Our garden is not manicured beautifully for a magazine or social media, but it is functional and very productive! Growing our own fresh organic produce year round helps to supplement our grocery budget. Not only do we have fresh fruits and vegetables nearly all year round, we have plenty to can, freeze, dehydrate, and freeze dry.
We built the garden into a hillside on our property. We used our 2020 covid stimulus check to fund our big garden project. It was a great move! In addition to feeding our family, it is teaching our children (and us!) to work hard, work together, and reap what we sow.
Lots of you have asked about our how our garden is doing this year, so I’m giving you a little tour. You can get a walkthrough tour in the YouTube video embedded below or just read on and I’ll do my best to explain.
On the lowest terrace we have blackberries, boysenberries, raspberries, and blueberries. They are quite a jungle right now. We have been planning to put horizontal support wires on t-posts around each of the beds to hold the vines up, but we have not gotten to that project yet. This year our blackberries and boysenberries produced well, but picking them was tricky. Thankfully they are thornless, but they are just hard to access when they’re so overgrown. Our blueberries pretty much got buried by the blackberries.
The next terrace up has 4 beds of strawberries, a bed of cantaloupe, a bed of sweet potatoes, a bed of herbs, a bed of tomatoes, and a bed of peppers. There are some yard-long beans in there somewhere too. The problem (or blessing, depending on how you see it) is that loads of volunteer tomatoes grew up in the woodchips outside of the beds. We pulled out hundreds of them, but still we have volunteer tomato plants overtaking everything. While we could still rip them out, half of the family is in favor of keeping them so can sell cherry tomatoes (only we haven’t started selling them seriously). Every year we say that next year we will not allow any volunteers, but when we see the cute, strong plants growing up we don’t have the heart to pull the all out. Maybe next year!
The next terrace up is also riddled with volunteer cherry tomatoes, watermelon, and cucumbers all growing outside of our raised beds! We have intentionally planted watermelons (lots of them), sweet potatoes, zucchini, cucumbers (lemon, garden sweet, and Armenian), yellow squash, and many tomato varieties. It looks like a jungle, but produces lots of good things to eat!
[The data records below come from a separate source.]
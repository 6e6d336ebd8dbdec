//! `execute_sql_query` (C5, spec §4.5.3): runs a model-authored read-only
//! query and returns an AI-friendly summary, sample, and text table.

use std::sync::Arc;

use async_trait::async_trait;
use serde_json::{json, Value};

use crate::domain::conversation::{Context, ToolOutput};
use crate::domain::sql::{validate_query, SqlMode};
use crate::ports::{clamp_page_size, QueryExecutionError, QueryExecutor, QueryResult};

use super::{require_object, required_string, Tool};

const DEFAULT_PAGE_SIZE: u32 = 50;
const MAX_PAGE_SIZE: u32 = 200;
const SAMPLE_ROW_CAP: usize = 10;

pub struct ExecuteSqlQueryTool {
    query_executor: Arc<dyn QueryExecutor>,
}

impl ExecuteSqlQueryTool {
    pub fn new(query_executor: Arc<dyn QueryExecutor>) -> Self {
        Self { query_executor }
    }
}

/// Renders a capped row sample as a simple fixed-width text table for the
/// model to read without parsing JSON.
fn render_text_table(columns: &[String], rows: &[Vec<Value>]) -> String {
    if columns.is_empty() {
        return "(no columns)".to_string();
    }

    let cell_text = |v: &Value| -> String {
        match v {
            Value::Null => "NULL".to_string(),
            Value::String(s) => s.clone(),
            other => other.to_string(),
        }
    };

    let mut widths: Vec<usize> = columns.iter().map(|c| c.len()).collect();
    for row in rows {
        for (i, cell) in row.iter().enumerate() {
            if let Some(w) = widths.get_mut(i) {
                *w = (*w).max(cell_text(cell).len());
            }
        }
    }

    let mut out = String::new();
    let header: Vec<String> = columns
        .iter()
        .enumerate()
        .map(|(i, c)| format!("{:<width$}", c, width = widths[i]))
        .collect();
    out.push_str(&header.join(" | "));
    out.push('\n');
    out.push_str(&widths.iter().map(|w| "-".repeat(*w)).collect::<Vec<_>>().join("-+-"));
    for row in rows {
        out.push('\n');
        let cells: Vec<String> = row
            .iter()
            .enumerate()
            .map(|(i, v)| format!("{:<width$}", cell_text(v), width = widths.get(i).copied().unwrap_or(0)))
            .collect();
        out.push_str(&cells.join(" | "));
    }
    out
}

fn ai_friendly_payload(result: &QueryResult) -> Value {
    let sample: Vec<&Vec<Value>> = result.rows.iter().take(SAMPLE_ROW_CAP).collect();
    let sample_rows: Vec<Value> = sample.iter().map(|r| Value::Array((*r).clone())).collect();
    let text_table = render_text_table(
        &result.columns,
        &result.rows.iter().take(SAMPLE_ROW_CAP).cloned().collect::<Vec<_>>(),
    );

    json!({
        "summary": {
            "totalRows": result.total_rows,
            "returnedRows": result.rows.len(),
            "columns": result.columns,
            "hasMoreData": result.has_more,
        },
        "sample": sample_rows,
        "textTable": text_table,
    })
}

#[async_trait]
impl Tool for ExecuteSqlQueryTool {
    fn name(&self) -> &str {
        "execute_sql_query"
    }

    fn description(&self) -> &str {
        "Run a read-only SELECT query against the user's database and return the results."
    }

    fn parameter_schema(&self) -> Value {
        json!({
            "type": "object",
            "properties": {
                "query": {
                    "type": "string",
                    "description": "A single read-only SELECT statement. LIMIT/OFFSET are allowed."
                },
                "explanation": {
                    "type": "string",
                    "description": "One sentence explaining what this query is for, shown to the user."
                },
                "pageSize": {
                    "type": "integer",
                    "minimum": 1,
                    "maximum": 200,
                    "description": "Rows per page, default 50."
                }
            },
            "required": ["query", "explanation"]
        })
    }

    fn usage_guidance(&self) -> &str {
        "Use this to answer questions that require reading actual data. Always include a short \
         explanation of what the query does. Paginate explicitly with LIMIT/OFFSET or pageSize \
         for large tables rather than requesting everything at once."
    }

    fn example_queries(&self) -> &[&str] {
        &[
            "How many rows are in the orders table?",
            "What's the average order value by month?",
        ]
    }

    fn validate_parameters(&self, args: &Value) -> Result<(), String> {
        let obj = require_object(args, self.name())?;
        required_string(obj, "query")?;
        required_string(obj, "explanation")?;
        if let Some(page_size) = obj.get("pageSize") {
            let n = page_size
                .as_u64()
                .ok_or_else(|| "'pageSize' must be an integer".to_string())?;
            if !(1..=MAX_PAGE_SIZE as u64).contains(&n) {
                return Err(format!("'pageSize' must be between 1 and {MAX_PAGE_SIZE}"));
            }
        }
        Ok(())
    }

    async fn execute(&self, args: Value, context: &Context) -> ToolOutput {
        let Some(database_path) = context.database_path.as_deref() else {
            return ToolOutput::failure("sql_error", "No database is loaded for this conversation.");
        };

        let query = match args.get("query").and_then(Value::as_str) {
            Some(q) => q,
            None => return ToolOutput::failure("sql_error", "'query' is required."),
        };

        if let Err(validation_err) = validate_query(query, SqlMode::Tool) {
            return ToolOutput::failure("sql_error", validation_err.0);
        }

        let page_size = clamp_page_size(
            args.get("pageSize").and_then(Value::as_u64).map(|n| n as u32),
            DEFAULT_PAGE_SIZE,
            MAX_PAGE_SIZE,
        );

        match self.query_executor.execute(database_path, query, 1, page_size).await {
            Ok(result) => ToolOutput::success("query_executed", ai_friendly_payload(&result)),
            Err(err) => map_execution_error(err),
        }
    }
}

fn map_execution_error(err: QueryExecutionError) -> ToolOutput {
    match err {
        QueryExecutionError::TableNotFound(table) => ToolOutput::failure(
            "table_not_found",
            format!("Table '{table}' does not exist."),
        ),
        QueryExecutionError::ColumnNotFound(column) => ToolOutput::failure(
            "column_not_found",
            format!("Column '{column}' does not exist."),
        ),
        QueryExecutionError::SyntaxError(detail) => {
            ToolOutput::failure("syntax_error", "The query has a SQL syntax error.").with_original_error(detail)
        }
        QueryExecutionError::DatabaseNotFound(path) => {
            ToolOutput::failure("sql_error", format!("Database file not found: {path}"))
        }
        other => ToolOutput::failure("sql_error", "The query could not be executed.").with_original_error(other.to_string()),
    }
}

#[cfg(test)]
mod tests {
    use super::*;
    use async_trait::async_trait;
    use std::sync::Mutex;

    struct StubExecutor {
        response: Mutex<Option<Result<QueryResult, QueryExecutionError>>>,
    }

    #[async_trait]
    impl QueryExecutor for StubExecutor {
        async fn execute(
            &self,
            _database_path: &str,
            _query: &str,
            _page: u32,
            _page_size: u32,
        ) -> Result<QueryResult, QueryExecutionError> {
            self.response.lock().unwrap().take().expect("single-use stub")
        }
    }

    fn context_with_db() -> Context {
        Context::new(Some("./uploads/d.db".to_string()), vec![])
    }

    fn sample_result() -> QueryResult {
        QueryResult {
            columns: vec!["id".to_string(), "name".to_string()],
            rows: vec![
                vec![json!(1), json!("Alice")],
                vec![json!(2), Value::Null],
            ],
            total_rows: 2,
            page: 1,
            page_size: 50,
            total_pages: 1,
            has_more: false,
        }
    }

    #[tokio::test]
    async fn rejects_forbidden_sql_before_executing() {
        let tool = ExecuteSqlQueryTool::new(Arc::new(StubExecutor { response: Mutex::new(None) }));
        let out = tool
            .execute(
                json!({"query": "DROP TABLE users", "explanation": "x"}),
                &context_with_db(),
            )
            .await;
        assert!(!out.is_success());
        assert_eq!(out.action(), "sql_error");
    }

    #[tokio::test]
    async fn successful_query_produces_ai_friendly_payload() {
        let tool = ExecuteSqlQueryTool::new(Arc::new(StubExecutor {
            response: Mutex::new(Some(Ok(sample_result()))),
        }));
        let out = tool
            .execute(
                json!({"query": "SELECT * FROM users", "explanation": "list users"}),
                &context_with_db(),
            )
            .await;
        assert!(out.is_success());
        if let ToolOutput::Success(s) = out {
            assert_eq!(s.data["summary"]["totalRows"], 2);
            assert_eq!(s.data["summary"]["returnedRows"], 2);
            assert!(s.data["textTable"].as_str().unwrap().contains("Alice"));
            assert!(s.data["textTable"].as_str().unwrap().contains("NULL"));
        }
    }

    #[tokio::test]
    async fn table_not_found_maps_to_distinct_action() {
        let tool = ExecuteSqlQueryTool::new(Arc::new(StubExecutor {
            response: Mutex::new(Some(Err(QueryExecutionError::TableNotFound("ghosts".to_string())))),
        }));
        let out = tool
            .execute(
                json!({"query": "SELECT * FROM ghosts", "explanation": "x"}),
                &context_with_db(),
            )
            .await;
        assert_eq!(out.action(), "table_not_found");
    }

    #[test]
    fn validate_parameters_requires_query_and_explanation() {
        let tool = ExecuteSqlQueryTool::new(Arc::new(StubExecutor { response: Mutex::new(None) }));
        assert!(tool.validate_parameters(&json!({"query": "SELECT 1"})).is_err());
        assert!(tool
            .validate_parameters(&json!({"query": "SELECT 1", "explanation": "x"}))
            .is_ok());
    }

    #[test]
    fn validate_parameters_rejects_out_of_range_page_size() {
        let tool = ExecuteSqlQueryTool::new(Arc::new(StubExecutor { response: Mutex::new(None) }));
        assert!(tool
            .validate_parameters(&json!({"query": "SELECT 1", "explanation": "x", "pageSize": 0}))
            .is_err());
        assert!(tool
            .validate_parameters(&json!({"query": "SELECT 1", "explanation": "x", "pageSize": 500}))
            .is_err());
    }
}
Above that we have our greenhouse terrace. We took the cover of our greenhouse off for the summer. We don’t have any raised beds up here, but decided to plant straight into the ground. Our ground is very much rock (as you can see in the video and sides of the above photos), so the woodchips that we have covered every terrace with are what makes the ground fertile and plantable. We didn’t have a solid watering system on this terrace for the first part of the summer, so it was kind of neglected. Even so, we have will have a good harvest of spaghetti squash along with some pumpkins and banana squash.
Speaking of pumpkins and banana squash we still have a couple hundred pounds in the garage from last year’s harvest! We need to get it pureed and frozen before we harvest this year’s fruits.
We have two higher terraces of fruit trees with additional fruit trees planted into the slope above that. A late frost as well as deer devastation when someone left a gate open, dashed our hopes of fruit this year. Hopefully they will start producing next year.
We’re getting ready to start seedlings for our fall/winter garden. Last year we had several varieties of beautiful lettuce that grew all fall and winter. We actually had to pull out everything that was left so that we could plant in the spring. It’s too hot for lettuce in the summer here, so I’m really looking forward to fall. And as long as it doesn’t freeze, the tomatoes will keep ripening late into the year as well.
Do you have a garden? How is it growing this year?
P says
I love the garden update! We have a fruit and vegetable garden, too, but in a colder climate. When summers are hot, though, we love volunteer ground cherries. We eat them mostly as a snack or in the lunch box but they also freeze welk and jam from them is quite tasty! I am looking forward to your kiwi update in winter!
Stephanie says
That’s awesome! I’ve never even heard of ground cherries!! Sounds wonderful! I really hope our kiwi hang on. They’ve had a rough time so far.